I need every line of the material below that includes the string "Domain".

-------- SOURCE INFORMATION --------

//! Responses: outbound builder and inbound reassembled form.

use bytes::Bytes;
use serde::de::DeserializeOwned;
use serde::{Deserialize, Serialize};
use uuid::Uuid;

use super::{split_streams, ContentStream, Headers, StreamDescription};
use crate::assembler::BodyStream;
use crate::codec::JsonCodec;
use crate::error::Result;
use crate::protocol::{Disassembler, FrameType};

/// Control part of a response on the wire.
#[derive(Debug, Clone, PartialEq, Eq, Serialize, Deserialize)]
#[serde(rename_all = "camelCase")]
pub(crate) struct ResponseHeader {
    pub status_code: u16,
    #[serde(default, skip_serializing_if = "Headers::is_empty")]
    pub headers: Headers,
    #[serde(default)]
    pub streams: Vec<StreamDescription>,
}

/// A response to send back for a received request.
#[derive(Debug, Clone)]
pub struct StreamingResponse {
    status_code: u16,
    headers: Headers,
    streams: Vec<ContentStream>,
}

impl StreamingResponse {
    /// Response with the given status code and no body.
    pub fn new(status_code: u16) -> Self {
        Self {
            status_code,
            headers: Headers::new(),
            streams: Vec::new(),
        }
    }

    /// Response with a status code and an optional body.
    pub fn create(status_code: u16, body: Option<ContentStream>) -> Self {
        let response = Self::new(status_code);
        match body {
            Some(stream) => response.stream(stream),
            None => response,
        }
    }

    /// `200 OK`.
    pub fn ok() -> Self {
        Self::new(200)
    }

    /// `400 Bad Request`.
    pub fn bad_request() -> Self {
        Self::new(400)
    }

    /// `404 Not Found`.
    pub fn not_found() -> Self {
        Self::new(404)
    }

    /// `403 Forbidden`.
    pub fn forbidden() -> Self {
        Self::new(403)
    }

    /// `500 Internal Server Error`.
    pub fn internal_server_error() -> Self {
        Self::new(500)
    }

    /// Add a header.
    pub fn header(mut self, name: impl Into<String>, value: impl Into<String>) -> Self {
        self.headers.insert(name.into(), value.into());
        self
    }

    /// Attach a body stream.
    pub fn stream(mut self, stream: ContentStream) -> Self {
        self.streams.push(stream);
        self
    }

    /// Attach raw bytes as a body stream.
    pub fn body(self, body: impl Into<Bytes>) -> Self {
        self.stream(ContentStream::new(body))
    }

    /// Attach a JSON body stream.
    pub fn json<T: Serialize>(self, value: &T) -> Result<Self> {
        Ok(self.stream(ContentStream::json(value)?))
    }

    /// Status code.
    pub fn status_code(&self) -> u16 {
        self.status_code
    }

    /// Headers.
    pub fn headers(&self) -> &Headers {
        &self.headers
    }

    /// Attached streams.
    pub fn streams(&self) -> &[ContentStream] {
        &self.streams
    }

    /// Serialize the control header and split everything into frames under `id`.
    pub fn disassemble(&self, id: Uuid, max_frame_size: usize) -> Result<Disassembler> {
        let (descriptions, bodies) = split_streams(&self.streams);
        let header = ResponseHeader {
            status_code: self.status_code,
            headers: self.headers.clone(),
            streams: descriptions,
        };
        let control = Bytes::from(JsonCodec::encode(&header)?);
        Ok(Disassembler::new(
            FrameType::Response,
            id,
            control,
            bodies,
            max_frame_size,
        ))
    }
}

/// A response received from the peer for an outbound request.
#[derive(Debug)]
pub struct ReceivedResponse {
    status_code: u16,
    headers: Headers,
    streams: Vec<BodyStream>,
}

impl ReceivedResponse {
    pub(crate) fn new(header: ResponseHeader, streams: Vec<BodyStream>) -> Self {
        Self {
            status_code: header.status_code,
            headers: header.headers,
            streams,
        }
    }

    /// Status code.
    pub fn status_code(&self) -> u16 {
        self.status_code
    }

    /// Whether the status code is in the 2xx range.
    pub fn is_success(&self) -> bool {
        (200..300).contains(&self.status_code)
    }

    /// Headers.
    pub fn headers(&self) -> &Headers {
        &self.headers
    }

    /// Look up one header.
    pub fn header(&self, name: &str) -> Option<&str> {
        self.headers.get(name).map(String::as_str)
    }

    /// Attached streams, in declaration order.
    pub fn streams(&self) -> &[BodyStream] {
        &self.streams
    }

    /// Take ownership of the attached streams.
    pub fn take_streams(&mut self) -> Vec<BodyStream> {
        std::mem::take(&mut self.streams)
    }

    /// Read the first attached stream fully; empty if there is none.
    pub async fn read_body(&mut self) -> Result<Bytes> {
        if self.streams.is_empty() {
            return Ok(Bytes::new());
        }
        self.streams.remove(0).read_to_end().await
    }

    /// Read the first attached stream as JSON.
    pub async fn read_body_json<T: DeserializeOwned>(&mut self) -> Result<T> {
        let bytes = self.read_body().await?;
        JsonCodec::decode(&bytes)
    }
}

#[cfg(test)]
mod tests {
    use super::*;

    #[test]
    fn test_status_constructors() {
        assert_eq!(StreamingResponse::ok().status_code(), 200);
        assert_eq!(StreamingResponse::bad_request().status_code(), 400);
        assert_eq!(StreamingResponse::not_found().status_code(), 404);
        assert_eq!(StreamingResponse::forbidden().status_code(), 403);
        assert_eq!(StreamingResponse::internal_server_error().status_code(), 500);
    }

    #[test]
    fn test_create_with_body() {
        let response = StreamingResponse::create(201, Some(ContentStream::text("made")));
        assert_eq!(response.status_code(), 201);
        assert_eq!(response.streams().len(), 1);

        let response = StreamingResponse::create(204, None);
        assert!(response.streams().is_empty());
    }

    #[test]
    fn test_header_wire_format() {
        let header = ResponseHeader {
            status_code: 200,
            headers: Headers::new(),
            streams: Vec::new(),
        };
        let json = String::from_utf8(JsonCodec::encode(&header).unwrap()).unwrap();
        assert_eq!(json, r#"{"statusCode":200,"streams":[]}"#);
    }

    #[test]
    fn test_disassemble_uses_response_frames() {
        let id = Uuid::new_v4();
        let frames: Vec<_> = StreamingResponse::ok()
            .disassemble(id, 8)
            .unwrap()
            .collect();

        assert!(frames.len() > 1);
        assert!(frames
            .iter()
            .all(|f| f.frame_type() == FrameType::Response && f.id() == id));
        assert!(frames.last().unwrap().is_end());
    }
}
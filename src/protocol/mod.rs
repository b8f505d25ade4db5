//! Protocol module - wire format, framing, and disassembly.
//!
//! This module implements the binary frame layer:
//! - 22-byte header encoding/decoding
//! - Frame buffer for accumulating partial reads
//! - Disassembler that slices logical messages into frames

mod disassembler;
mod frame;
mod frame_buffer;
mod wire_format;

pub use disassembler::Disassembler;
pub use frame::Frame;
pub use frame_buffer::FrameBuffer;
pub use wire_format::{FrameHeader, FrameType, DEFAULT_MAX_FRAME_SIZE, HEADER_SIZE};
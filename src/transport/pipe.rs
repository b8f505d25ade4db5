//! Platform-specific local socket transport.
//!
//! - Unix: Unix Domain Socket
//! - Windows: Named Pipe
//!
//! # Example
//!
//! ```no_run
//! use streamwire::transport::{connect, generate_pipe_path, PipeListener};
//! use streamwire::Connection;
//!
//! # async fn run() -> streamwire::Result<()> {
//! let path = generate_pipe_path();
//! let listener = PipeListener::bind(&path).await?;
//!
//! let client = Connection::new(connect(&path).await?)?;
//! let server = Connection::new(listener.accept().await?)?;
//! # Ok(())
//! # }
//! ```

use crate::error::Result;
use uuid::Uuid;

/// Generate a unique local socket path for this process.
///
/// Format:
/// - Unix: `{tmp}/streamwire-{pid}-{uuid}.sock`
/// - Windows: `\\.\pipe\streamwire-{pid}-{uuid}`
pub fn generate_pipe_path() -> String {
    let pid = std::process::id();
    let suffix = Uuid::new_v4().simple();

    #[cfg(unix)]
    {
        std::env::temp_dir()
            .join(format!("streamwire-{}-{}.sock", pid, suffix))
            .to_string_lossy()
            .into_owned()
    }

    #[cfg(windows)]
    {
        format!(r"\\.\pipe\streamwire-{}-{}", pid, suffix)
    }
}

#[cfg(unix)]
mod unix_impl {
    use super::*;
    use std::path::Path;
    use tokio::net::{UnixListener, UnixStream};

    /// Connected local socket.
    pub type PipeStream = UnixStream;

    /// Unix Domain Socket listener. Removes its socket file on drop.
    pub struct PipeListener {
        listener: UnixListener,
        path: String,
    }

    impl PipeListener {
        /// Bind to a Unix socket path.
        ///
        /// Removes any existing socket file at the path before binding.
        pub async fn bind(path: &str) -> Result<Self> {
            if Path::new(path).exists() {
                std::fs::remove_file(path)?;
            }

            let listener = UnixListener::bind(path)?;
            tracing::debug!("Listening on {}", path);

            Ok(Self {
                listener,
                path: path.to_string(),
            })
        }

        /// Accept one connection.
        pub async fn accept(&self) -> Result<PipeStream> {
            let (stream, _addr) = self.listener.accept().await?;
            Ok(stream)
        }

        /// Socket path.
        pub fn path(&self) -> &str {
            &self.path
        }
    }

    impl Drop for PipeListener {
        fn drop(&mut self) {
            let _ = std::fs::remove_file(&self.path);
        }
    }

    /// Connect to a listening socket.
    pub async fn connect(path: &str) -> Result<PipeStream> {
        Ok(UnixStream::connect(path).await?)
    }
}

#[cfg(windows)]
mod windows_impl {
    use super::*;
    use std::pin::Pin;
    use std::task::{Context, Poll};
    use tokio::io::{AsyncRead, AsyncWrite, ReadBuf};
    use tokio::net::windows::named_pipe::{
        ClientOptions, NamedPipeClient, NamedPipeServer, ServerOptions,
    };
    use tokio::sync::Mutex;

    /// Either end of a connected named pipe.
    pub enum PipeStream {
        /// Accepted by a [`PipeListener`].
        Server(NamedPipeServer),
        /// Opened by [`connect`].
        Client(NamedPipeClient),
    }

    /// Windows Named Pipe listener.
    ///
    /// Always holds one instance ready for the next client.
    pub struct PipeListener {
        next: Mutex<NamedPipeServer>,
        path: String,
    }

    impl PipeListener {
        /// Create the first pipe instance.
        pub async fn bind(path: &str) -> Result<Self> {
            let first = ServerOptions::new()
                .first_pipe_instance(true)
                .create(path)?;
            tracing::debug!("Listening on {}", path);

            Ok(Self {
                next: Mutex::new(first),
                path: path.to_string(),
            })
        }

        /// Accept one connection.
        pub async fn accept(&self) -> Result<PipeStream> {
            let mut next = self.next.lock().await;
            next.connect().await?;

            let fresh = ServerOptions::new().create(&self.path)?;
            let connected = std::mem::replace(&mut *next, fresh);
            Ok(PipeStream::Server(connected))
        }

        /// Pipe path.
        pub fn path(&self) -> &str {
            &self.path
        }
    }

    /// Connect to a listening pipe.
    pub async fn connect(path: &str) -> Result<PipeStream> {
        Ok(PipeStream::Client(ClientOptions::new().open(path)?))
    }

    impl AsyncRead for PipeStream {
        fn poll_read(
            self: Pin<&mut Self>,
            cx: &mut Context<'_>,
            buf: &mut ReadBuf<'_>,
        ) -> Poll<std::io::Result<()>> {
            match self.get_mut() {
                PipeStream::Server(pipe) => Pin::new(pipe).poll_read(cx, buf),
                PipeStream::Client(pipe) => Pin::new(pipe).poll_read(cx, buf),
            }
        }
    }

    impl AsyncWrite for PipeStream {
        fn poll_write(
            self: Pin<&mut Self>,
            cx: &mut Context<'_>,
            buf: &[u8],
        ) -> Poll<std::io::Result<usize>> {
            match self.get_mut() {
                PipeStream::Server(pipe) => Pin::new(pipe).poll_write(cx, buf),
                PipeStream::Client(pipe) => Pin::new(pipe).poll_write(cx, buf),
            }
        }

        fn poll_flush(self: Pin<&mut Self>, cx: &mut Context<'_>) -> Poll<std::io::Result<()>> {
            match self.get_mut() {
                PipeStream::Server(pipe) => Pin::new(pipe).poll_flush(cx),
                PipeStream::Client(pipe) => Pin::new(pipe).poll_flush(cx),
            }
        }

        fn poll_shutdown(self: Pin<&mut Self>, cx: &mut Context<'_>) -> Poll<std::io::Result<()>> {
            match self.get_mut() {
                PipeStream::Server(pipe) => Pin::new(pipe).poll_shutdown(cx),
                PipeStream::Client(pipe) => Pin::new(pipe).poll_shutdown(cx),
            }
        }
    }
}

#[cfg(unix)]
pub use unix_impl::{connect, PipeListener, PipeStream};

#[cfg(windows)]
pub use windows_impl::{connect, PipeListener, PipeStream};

--------

** WRITTEN SOLUTION **
//! - Unix: Unix Domain Socket
    /// Unix Domain Socket listener. Removes its socket file on drop.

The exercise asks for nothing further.